__Task brief__.
When a line in the records contains the string "Naming", copy that line.

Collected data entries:
▬▬▬

//! Rolling file logging for the account store.
//!
//! # Responsibility
//! - Start the `flexi_logger` backend once per process.
//! - Capture panics as `event=panic_captured` lines.
//!
//! # Invariants
//! - Re-initialising with the same level and directory is a no-op.
//! - Re-initialising with a different level or directory is rejected.
//! - Initialisation never panics.
//! - Owner names and passwords never reach log lines.

use flexi_logger::{Cleanup, Criterion, FileSpec, Logger, LoggerHandle, Naming, WriteMode};
use log::{error, info};
use once_cell::sync::OnceCell;
use std::error::Error;
use std::fmt::{Display, Formatter};
use std::path::{Path, PathBuf};

const LOG_FILE_BASENAME: &str = "ams";
const MAX_LOG_FILE_SIZE_BYTES: u64 = 4 * 1024 * 1024;
const MAX_LOG_FILES: usize = 3;
const MAX_PANIC_PAYLOAD_CHARS: usize = 120;

static ACTIVE: OnceCell<ActiveLogger> = OnceCell::new();
static PANIC_HOOK: OnceCell<()> = OnceCell::new();

struct ActiveLogger {
    level: log::LevelFilter,
    log_dir: PathBuf,
    _handle: LoggerHandle,
}

#[derive(Debug)]
pub enum LoggingError {
    UnsupportedLevel(String),
    InvalidDirectory(String),
    CreateDirectory { dir: PathBuf, source: std::io::Error },
    Backend(String),
    /// Logging is already running with another configuration.
    Conflict { active: String, requested: String },
}

impl Display for LoggingError {
    fn fmt(&self, f: &mut Formatter<'_>) -> std::fmt::Result {
        match self {
            Self::UnsupportedLevel(level) => write!(
                f,
                "unsupported log level `{level}`; expected trace|debug|info|warn|error"
            ),
            Self::InvalidDirectory(reason) => write!(f, "invalid log directory: {reason}"),
            Self::CreateDirectory { dir, source } => {
                write!(f, "failed to create log directory `{}`: {source}", dir.display())
            }
            Self::Backend(message) => write!(f, "failed to start logger: {message}"),
            Self::Conflict { active, requested } => write!(
                f,
                "logging already initialized with {active}; refusing to switch to {requested}"
            ),
        }
    }
}

impl Error for LoggingError {
    fn source(&self) -> Option<&(dyn Error + 'static)> {
        match self {
            Self::CreateDirectory { source, .. } => Some(source),
            _ => None,
        }
    }
}

/// Initializes logging with `level` into the absolute directory `log_dir`.
///
/// # Errors
/// - `UnsupportedLevel` for anything but `trace|debug|info|warn|error`.
/// - `InvalidDirectory` for empty or relative paths.
/// - `Conflict` when logging already runs with another level or directory.
pub fn init_logging(level: &str, log_dir: &str) -> Result<(), LoggingError> {
    let level = parse_level(level)?;
    let log_dir = parse_log_dir(log_dir)?;

    let active = ACTIVE.get_or_try_init(|| start_backend(level, &log_dir))?;
    ensure_same_config(active, level, &log_dir)
}

/// Returns the active `(level, log_dir)`, or `None` before initialization.
pub fn logging_status() -> Option<(log::LevelFilter, PathBuf)> {
    ACTIVE
        .get()
        .map(|active| (active.level, active.log_dir.clone()))
}

/// `debug` for debug builds, `info` for release builds.
pub fn default_log_level() -> &'static str {
    if cfg!(debug_assertions) {
        "debug"
    } else {
        "info"
    }
}

fn start_backend(level: log::LevelFilter, log_dir: &Path) -> Result<ActiveLogger, LoggingError> {
    std::fs::create_dir_all(log_dir).map_err(|source| LoggingError::CreateDirectory {
        dir: log_dir.to_path_buf(),
        source,
    })?;

    let handle = Logger::with(level)
        .log_to_file(
            FileSpec::default()
                .directory(log_dir)
                .basename(LOG_FILE_BASENAME),
        )
        .rotate(
            Criterion::Size(MAX_LOG_FILE_SIZE_BYTES),
            Naming::Numbers,
            Cleanup::KeepLogFiles(MAX_LOG_FILES),
        )
        .write_mode(WriteMode::BufferAndFlush)
        .append()
        .format_for_files(flexi_logger::detailed_format)
        .start()
        .map_err(|err| LoggingError::Backend(err.to_string()))?;

    install_panic_hook();
    info!(
        "event=logging_init module=core status=ok level={} version={}",
        level,
        env!("CARGO_PKG_VERSION")
    );

    Ok(ActiveLogger {
        level,
        log_dir: log_dir.to_path_buf(),
        _handle: handle,
    })
}

fn ensure_same_config(
    active: &ActiveLogger,
    level: log::LevelFilter,
    log_dir: &Path,
) -> Result<(), LoggingError> {
    if active.log_dir != log_dir {
        return Err(LoggingError::Conflict {
            active: format!("directory `{}`", active.log_dir.display()),
            requested: format!("`{}`", log_dir.display()),
        });
    }
    if active.level != level {
        return Err(LoggingError::Conflict {
            active: format!("level `{}`", active.level),
            requested: format!("`{level}`"),
        });
    }
    Ok(())
}

fn parse_level(level: &str) -> Result<log::LevelFilter, LoggingError> {
    match level.trim().to_ascii_lowercase().as_str() {
        "trace" => Ok(log::LevelFilter::Trace),
        "debug" => Ok(log::LevelFilter::Debug),
        "info" => Ok(log::LevelFilter::Info),
        "warn" | "warning" => Ok(log::LevelFilter::Warn),
        "error" => Ok(log::LevelFilter::Error),
        other => Err(LoggingError::UnsupportedLevel(other.to_string())),
    }
}

fn parse_log_dir(log_dir: &str) -> Result<PathBuf, LoggingError> {
    let trimmed = log_dir.trim();
    if trimmed.is_empty() {
        return Err(LoggingError::InvalidDirectory("path is empty".to_string()));
    }
    let path = Path::new(trimmed);
    if !path.is_absolute() {
        return Err(LoggingError::InvalidDirectory(format!(
            "`{trimmed}` is not absolute"
        )));
    }
    Ok(path.to_path_buf())
}

fn install_panic_hook() {
    if PANIC_HOOK.set(()).is_err() {
        return;
    }

    let previous = std::panic::take_hook();
    std::panic::set_hook(Box::new(move |info| {
        let location = info
            .location()
            .map(|loc| format!("{}:{}", loc.file(), loc.line()))
            .unwrap_or_else(|| "unknown".to_string());
        let payload = info
            .payload()
            .downcast_ref::<&str>()
            .map(|message| (*message).to_string())
            .or_else(|| info.payload().downcast_ref::<String>().cloned())
            .unwrap_or_else(|| "non-string panic payload".to_string());
        error!(
            "event=panic_captured module=core status=error location={} payload={}",
            location,
            single_line(&payload, MAX_PANIC_PAYLOAD_CHARS)
        );
        previous(info);
    }));
}

/// Folds line breaks and caps `value` at `max_chars` characters.
fn single_line(value: &str, max_chars: usize) -> String {
    let flat = value.replace(['\n', '\r'], " ");
    if flat.chars().count() <= max_chars {
        return flat;
    }
    let mut capped: String = flat.chars().take(max_chars).collect();
    capped.push_str("...");
    capped
}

▬▬▬

__Task answer__.
use flexi_logger::{Cleanup, Criterion, FileSpec, Logger, LoggerHandle, Naming, WriteMode};
            Naming::Numbers,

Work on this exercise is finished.